== What is being asked ==
Run through the data and copy out every line that mentions the word "they".

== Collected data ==

┄┄┄┄┄┄┄┄┄┄

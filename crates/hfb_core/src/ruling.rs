//! Rulings
//!
//! Every decision the referee takes is announced as a [`Ruling`]. Event
//! handlers return the rulings they produced in order; hosts turn them into
//! chat messages, sounds or UI as they see fit.

use serde::Serialize;

use crate::field::{FieldPosition, Team};
use crate::referee::Mode;
use crate::room::PlayerId;

/// Fouls that cost yards or the play
#[derive(Debug, Clone, Copy, PartialEq, Eq, Serialize)]
#[serde(rename_all = "snake_case")]
pub enum Foul {
    /// Quarterback ran past the line before the hike clock expired
    QuarterbackCrossedLine,
    /// Defender touched the ball before the hike clock expired
    DefensiveIllegalTouch,
    /// Offensive player other than the quarterback touched the ball before the pass
    OffensiveIllegalTouch,
    /// Offensive player pulled a defender across the line
    OffensiveHolding,
    /// Defender crossed the line before the hike clock expired
    DefensiveOffside,
    /// Defender loitered in front of the ball
    Crowding,
}

/// Why a down ended without a spot
#[derive(Debug, Clone, Copy, PartialEq, Eq, Serialize)]
#[serde(rename_all = "snake_case")]
pub enum DeadBallReason {
    /// The ball crossed the line of scrimmage untouched
    BallCrossedLine,
    /// The ball left the field before a pass
    BallOutOfBounds,
}

#[derive(Debug, Clone, Copy, PartialEq, Eq, Serialize)]
#[serde(rename_all = "snake_case")]
pub enum FieldGoalMiss {
    ClockExpired,
    KickerTackled,
    OffensiveTouch,
    BallCarried,
    KickerTooFar,
    WrongDirection,
    DoubleTouch,
    BallStopped,
    KickerLeft,
}

#[derive(Debug, Clone, Copy, PartialEq, Eq, Serialize)]
#[serde(rename_all = "snake_case")]
pub enum ExtraPointMiss {
    ClockExpired,
    WrongDirection,
    DoubleTouch,
    BallStopped,
}

/// A referee decision
#[derive(Debug, Clone, PartialEq, Serialize)]
#[serde(tag = "ruling", rename_all = "snake_case")]
pub enum Ruling {
    // ===========================================
    // Play setup
    // ===========================================
    DownSet {
        team: Team,
        down: u8,
        distance: i32,
        goal: bool,
        spot: FieldPosition,
        first_down: bool,
    },
    ConversionSet {
        team: Team,
        spot: FieldPosition,
    },
    KickoffSet {
        team: Team,
        spot: FieldPosition,
    },
    PuntSet {
        team: Team,
        spot: FieldPosition,
    },
    SafetyKickSet {
        team: Team,
        spot: FieldPosition,
    },
    FieldGoalSet {
        team: Team,
        kicker: PlayerId,
        spot: FieldPosition,
        yards: i32,
    },
    ExtraPointSet {
        team: Team,
        spot: FieldPosition,
    },
    TurnoverOnDowns {
        team: Team,
        spot: FieldPosition,
    },

    // ===========================================
    // Snap
    // ===========================================
    Hiked {
        quarterback: PlayerId,
    },
    HikeRefused {
        team: Team,
        offenders: Vec<PlayerId>,
    },
    HikeClockExpired {
        team: Team,
    },

    // ===========================================
    // Live ball
    // ===========================================
    QuarterbackRun {
        quarterback: PlayerId,
    },
    Handoff {
        runner: PlayerId,
    },
    SackAttempt {
        defender: PlayerId,
        quarterback: PlayerId,
    },
    PassCaught {
        receiver: PlayerId,
    },
    PassIncomplete {
        blocked_by: Option<PlayerId>,
    },
    InterceptionAttempt {
        defender: PlayerId,
    },
    InterceptionFailed {
        defender: PlayerId,
    },
    Interception {
        defender: PlayerId,
        team: Team,
    },
    KickReturned {
        returner: PlayerId,
        play: Mode,
    },
    IllegalKickTouch {
        player: PlayerId,
        team_awarded: Team,
        spot: FieldPosition,
    },
    CoverageReset {
        player: PlayerId,
    },
    DeadBall {
        reason: DeadBallReason,
    },

    // ===========================================
    // End of play
    // ===========================================
    TackleBroken {
        carrier: PlayerId,
        tacklers: Vec<PlayerId>,
    },
    Tackled {
        carrier: PlayerId,
        tacklers: Vec<PlayerId>,
        spot: FieldPosition,
        sack: bool,
    },
    Fumble {
        carrier: PlayerId,
        tacklers: Vec<PlayerId>,
        recovering_team: Team,
        spot: FieldPosition,
    },
    OutOfBounds {
        carrier: PlayerId,
        spot: FieldPosition,
    },
    KickOutOfBounds {
        receiving_team: Team,
        spot: FieldPosition,
    },
    Touchback {
        team: Team,
        spot: FieldPosition,
    },
    CarrierLeft {
        carrier: PlayerId,
        team_awarded: Team,
    },
    QuarterbackLeft {
        quarterback: PlayerId,
    },

    // ===========================================
    // Fouls
    // ===========================================
    Penalty {
        foul: Foul,
        against: Team,
        offenders: Vec<PlayerId>,
        yards: i32,
        /// Defensive fouls inside the red zone count toward the automatic touchdown
        red_zone_penalties: Option<u32>,
    },

    // ===========================================
    // Scoring
    // ===========================================
    Touchdown {
        team: Team,
        scorer: Option<PlayerId>,
        points: u32,
        pick_six: bool,
        automatic: bool,
    },
    ConversionGood {
        team: Team,
        scorer: Option<PlayerId>,
        points: u32,
        defensive: bool,
    },
    ConversionFailed {
        team: Team,
    },
    Safety {
        conceding_team: Team,
        carrier: PlayerId,
        points: u32,
    },
    FieldGoalGood {
        team: Team,
        kicker: Option<PlayerId>,
        yards: i32,
        points: u32,
        defensive_touch: bool,
    },
    FieldGoalMissed {
        team: Team,
        kicker: Option<PlayerId>,
        reason: FieldGoalMiss,
    },
    ExtraPointGood {
        team: Team,
        points: u32,
        defensive_touch: bool,
    },
    ExtraPointMissed {
        team: Team,
        reason: ExtraPointMiss,
    },

    // ===========================================
    // Match clock
    // ===========================================
    StoppageAdded {
        added_ms: u64,
    },
    StoppageTime {
        stoppage_ms: u64,
        ends_at_ms: u64,
    },
    EndTimeExtended {
        ends_at_ms: u64,
    },
    LastPlay,
    Overtime,
    GameOver {
        winner: Team,
        red: u32,
        blue: u32,
    },
}

impl Ruling {
    /// Whether the ruling put points on the board.
    pub fn is_score(&self) -> bool {
        matches!(
            self,
            Ruling::Touchdown { .. }
                | Ruling::ConversionGood { .. }
                | Ruling::Safety { .. }
                | Ruling::FieldGoalGood { .. }
                | Ruling::ExtraPointGood { .. }
        )
    }
}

┄┄┄┄┄┄┄┄┄┄

== Solution ==
//! handlers return the rulings they produced in order; hosts turn them into
//! chat messages, sounds or UI as they see fit.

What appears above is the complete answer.